# The task:
Although the data below holds other lines too, output only those from the line with "to create config" up to and including the line with "to write config", exactly as they appear.

# Supplied material:
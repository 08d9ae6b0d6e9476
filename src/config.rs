use anyhow::{Context, Result};
use serde::{Deserialize, Serialize};
use std::fs::File;
use std::io::{BufReader, BufWriter};
use std::path::Path;

/// Editor defaults, loadable from a JSON file
///
/// Every field has a default, so a config file only needs the keys it
/// changes.
#[derive(Debug, Clone, PartialEq, Serialize, Deserialize)]
#[serde(default)]
pub struct EditorConfig {
    pub node: NodeDefaults,
    pub label: LabelDefaults,
    pub link: LinkDefaults,
    pub layout: LayoutConfig,
    pub view: ViewConfig,
    pub export: ExportConfig,

    /// How long a status message stays visible
    pub status_duration_secs: f64,
}

#[derive(Debug, Clone, PartialEq, Serialize, Deserialize)]
#[serde(default)]
pub struct NodeDefaults {
    pub width: f32,
    pub height: f32,
    pub color: String,
}

#[derive(Debug, Clone, PartialEq, Serialize, Deserialize)]
#[serde(default)]
pub struct LabelDefaults {
    pub color: String,
    pub font_size: u32,
}

#[derive(Debug, Clone, PartialEq, Serialize, Deserialize)]
#[serde(default)]
pub struct LinkDefaults {
    pub color: String,
}

/// Grid tiling for interactively added shapes
#[derive(Debug, Clone, PartialEq, Serialize, Deserialize)]
#[serde(default)]
pub struct LayoutConfig {
    pub columns: usize,
    pub node_origin: (f32, f32),
    pub node_step: (f32, f32),
    pub label_origin: (f32, f32),
    pub label_step: (f32, f32),
}

#[derive(Debug, Clone, PartialEq, Serialize, Deserialize)]
#[serde(default)]
pub struct ViewConfig {
    pub zoom_in_factor: f32,
    pub zoom_out_factor: f32,
}

#[derive(Debug, Clone, PartialEq, Serialize, Deserialize)]
#[serde(default)]
pub struct ExportConfig {
    pub file_name: String,
    pub nodes_sheet: String,
    pub links_sheet: String,
}

impl Default for EditorConfig {
    fn default() -> Self {
        Self {
            node: NodeDefaults::default(),
            label: LabelDefaults::default(),
            link: LinkDefaults::default(),
            layout: LayoutConfig::default(),
            view: ViewConfig::default(),
            export: ExportConfig::default(),
            status_duration_secs: 3.0,
        }
    }
}

impl Default for NodeDefaults {
    fn default() -> Self {
        Self {
            width: 150.0,
            height: 60.0,
            color: "#1a237e".to_string(),
        }
    }
}

impl Default for LabelDefaults {
    fn default() -> Self {
        Self {
            color: "#4CAF50".to_string(),
            font_size: 14,
        }
    }
}

impl Default for LinkDefaults {
    fn default() -> Self {
        Self {
            color: "#1a237e".to_string(),
        }
    }
}

impl Default for LayoutConfig {
    fn default() -> Self {
        Self {
            columns: 3,
            node_origin: (100.0, 100.0),
            node_step: (300.0, 150.0),
            label_origin: (200.0, 200.0),
            label_step: (250.0, 150.0),
        }
    }
}

impl Default for ViewConfig {
    fn default() -> Self {
        Self {
            zoom_in_factor: 1.2,
            zoom_out_factor: 0.8,
        }
    }
}

impl Default for ExportConfig {
    fn default() -> Self {
        Self {
            file_name: "graph_data.xlsx".to_string(),
            nodes_sheet: "Nodes".to_string(),
            links_sheet: "Links".to_string(),
        }
    }
}

impl EditorConfig {
    /// Load config from a JSON file
    pub fn load(path: &Path) -> Result<Self> {
        let file = File::open(path)
            .with_context(|| format!("Failed to open config file: {}", path.display()))?;
        let reader = BufReader::new(file);
        serde_json::from_reader(reader)
            .with_context(|| format!("Failed to parse config from: {}", path.display()))
    }

    /// Save config to a JSON file
    pub fn save(&self, path: &Path) -> Result<()> {
        let file = File::create(path)
            .with_context(|| format!("Failed to create config file: {}", path.display()))?;
        let writer = BufWriter::new(file);
        serde_json::to_writer_pretty(writer, self)
            .with_context(|| format!("Failed to write config to: {}", path.display()))?;
        Ok(())
    }

    /// Load from `path` when given, otherwise use the defaults
    pub fn load_or_default(path: Option<&Path>) -> Result<Self> {
        match path {
            Some(path) => Self::load(path),
            None => Ok(Self::default()),
        }
    }
}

# Answer section:
            .with_context(|| format!("Failed to create config file: {}", path.display()))?;
        let writer = BufWriter::new(file);
        serde_json::to_writer_pretty(writer, self)
            .with_context(|| format!("Failed to write config to: {}", path.display()))?;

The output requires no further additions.